*** Opening of RECORDS TO USE ***

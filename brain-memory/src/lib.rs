#![deny(missing_docs)]
//! Memory service for the Brain.
//!
//! Combines [`brain_store::Store`] (entry metadata, durable across
//! restarts) with a [`vector::VectorStore`] (embedding payloads) behind
//! the `store`/`search`/`remove` API from SPEC_FULL.md §4.7, plus the
//! observer/reflector triggers that fire off the back of every
//! assistant turn.

mod embedder;
mod error;
mod triggers;
mod vector;

pub use embedder::{cosine_similarity, Embedder, HttpEmbedder};
pub use error::MemoryError;
pub use triggers::{reflect, CandidateMemory, Observer, ProviderObserver};
pub use vector::{ScoredEntry, VectorStore};

use brain_store::{MemoryStatePatch, Store};

/// Default minimum cosine similarity for a search hit to surface.
pub const DEFAULT_MIN_SCORE: f32 = 0.2;

/// A stored memory entry, as returned by [`MemoryService::store`].
#[derive(Debug, Clone, serde::Serialize)]
pub struct MemoryEntry {
    /// Unique id.
    pub id: String,
    /// The stored text.
    pub content: String,
    /// Free-form category.
    pub category: String,
}

/// A scored search hit, as returned by [`MemoryService::search`].
#[derive(Debug, Clone, serde::Serialize)]
pub struct MemoryHit {
    /// The matched entry's id.
    pub id: String,
    /// The stored text.
    pub content: String,
    /// Free-form category.
    pub category: String,
    /// Cosine similarity to the query.
    pub score: f32,
}

/// The memory service: store/search/remove, plus the observer/reflector
/// triggers invoked once per assistant turn.
pub struct MemoryService {
    store: Store,
    vectors: VectorStore,
    embedder: Box<dyn Embedder>,
    observer: Option<Box<dyn Observer>>,
    min_score: f32,
    obs_threshold: i64,
    ref_threshold: i64,
}

impl MemoryService {
    /// Build a memory service. `observer` is optional — without one, the
    /// observer trigger only logs that it fired (matching the
    /// reflector's always-no-op behaviour) instead of extracting memories.
    pub fn new(
        store: Store,
        vectors: VectorStore,
        embedder: Box<dyn Embedder>,
        observer: Option<Box<dyn Observer>>,
        obs_threshold: i64,
        ref_threshold: i64,
    ) -> Self {
        Self {
            store,
            vectors,
            embedder,
            observer,
            min_score: DEFAULT_MIN_SCORE,
            obs_threshold,
            ref_threshold,
        }
    }

    /// Override the minimum similarity threshold used by [`Self::search`].
    pub fn with_min_score(mut self, min_score: f32) -> Self {
        self.min_score = min_score;
        self
    }

    /// Compute an embedding for `content` and persist both the metadata
    /// row and the vector. Rejects on embedder failure — there is no
    /// partial write.
    pub async fn store(
        &self,
        content: &str,
        category: Option<&str>,
    ) -> Result<MemoryEntry, MemoryError> {
        let category = category.unwrap_or("general");
        let embedding = self.embedder.embed(content).await?;
        let id = uuid::Uuid::new_v4().to_string();
        let meta = self.store.insert_memory_entry_meta(&id, content, category).await?;
        self.vectors.put(&id, &embedding)?;
        Ok(MemoryEntry {
            id: meta.id,
            content: meta.content,
            category: meta.category,
        })
    }

    /// Embed `query` and return the `limit` best matches above the
    /// configured minimum score, descending by similarity.
    pub async fn search(&self, query: &str, limit: usize) -> Result<Vec<MemoryHit>, MemoryError> {
        let embedding = self.embedder.embed(query).await?;
        let scored = self.vectors.search(&embedding, limit, self.min_score)?;
        let mut hits = Vec::with_capacity(scored.len());
        for ScoredEntry { id, score } in scored {
            let Some(meta) = self.store.get_memory_entry_meta(&id).await? else {
                continue; // vector survives a metadata delete race; skip it
            };
            hits.push(MemoryHit {
                id: meta.id,
                content: meta.content,
                category: meta.category,
                score,
            });
        }
        Ok(hits)
    }

    /// Remove a memory entry's vector and metadata. Idempotent.
    pub async fn remove(&self, id: &str) -> Result<(), MemoryError> {
        self.vectors.remove(id)?;
        self.store.delete_memory_entry_meta(id).await?;
        Ok(())
    }

    /// Account for one assistant turn: bump `unobserved_token_count` by
    /// `approx_tokens` and `turns_since_reflection` by one, under the
    /// optimistic lock, retrying on version contention. Fires the
    /// observer and/or reflector trigger (logged, never awaited by the
    /// caller's turn) when their thresholds are crossed.
    pub async fn on_turn(
        &self,
        conversation_id: &str,
        approx_tokens: i64,
        recent_window: &str,
    ) -> Result<(), MemoryError> {
        loop {
            let Some(state) = self.store.get_memory_state(conversation_id).await? else {
                return Err(MemoryError::NotFound(conversation_id.to_string()));
            };
            let new_tokens = state.unobserved_token_count + approx_tokens;
            let new_turns = state.turns_since_reflection + 1;

            let observer_due = new_tokens >= self.obs_threshold;
            let reflector_due = new_turns >= self.ref_threshold;

            let patch = MemoryStatePatch {
                unobserved_token_count: Some(if observer_due { 0 } else { new_tokens }),
                turns_since_reflection: Some(if reflector_due { 0 } else { new_turns }),
                last_observer_at: observer_due.then(now_iso),
                last_reflector_at: reflector_due.then(now_iso),
            };

            let applied = self
                .store
                .update_memory_state(conversation_id, &patch, state.version)
                .await?;
            if !applied {
                continue; // another writer raced us; re-read and retry
            }

            if observer_due {
                self.run_observer(conversation_id, recent_window).await;
            }
            if reflector_due {
                reflect(conversation_id);
            }
            return Ok(());
        }
    }

    async fn run_observer(&self, conversation_id: &str, recent_window: &str) {
        let Some(observer) = &self.observer else {
            tracing::info!(conversation_id, "observer due (no observer configured)");
            return;
        };
        match observer.observe(recent_window).await {
            Ok(candidates) => {
                for candidate in candidates {
                    if let Err(err) = self.store(&candidate.content, Some(&candidate.category)).await {
                        tracing::warn!(conversation_id, error = %err, "observer candidate failed to store");
                    }
                }
            }
            Err(err) => {
                tracing::warn!(conversation_id, error = %err, "observer extraction failed");
            }
        }
    }
}

fn now_iso() -> String {
    chrono::Utc::now().to_rfc3339()
}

*** Close of RECORDS TO USE ***

In the entries above, one line contains "pub struct MemoryHit" and another contains "fired (matching the". Reproduce exactly those two lines and the lines between them, nothing else.

pub struct MemoryHit {
    /// The matched entry's id.
    pub id: String,
    /// The stored text.
    pub content: String,
    /// Free-form category.
    pub category: String,
    /// Cosine similarity to the query.
    pub score: f32,
}

/// The memory service: store/search/remove, plus the observer/reflector
/// triggers invoked once per assistant turn.
pub struct MemoryService {
    store: Store,
    vectors: VectorStore,
    embedder: Box<dyn Embedder>,
    observer: Option<Box<dyn Observer>>,
    min_score: f32,
    obs_threshold: i64,
    ref_threshold: i64,
}

impl MemoryService {
    /// Build a memory service. `observer` is optional — without one, the
    /// observer trigger only logs that it fired (matching the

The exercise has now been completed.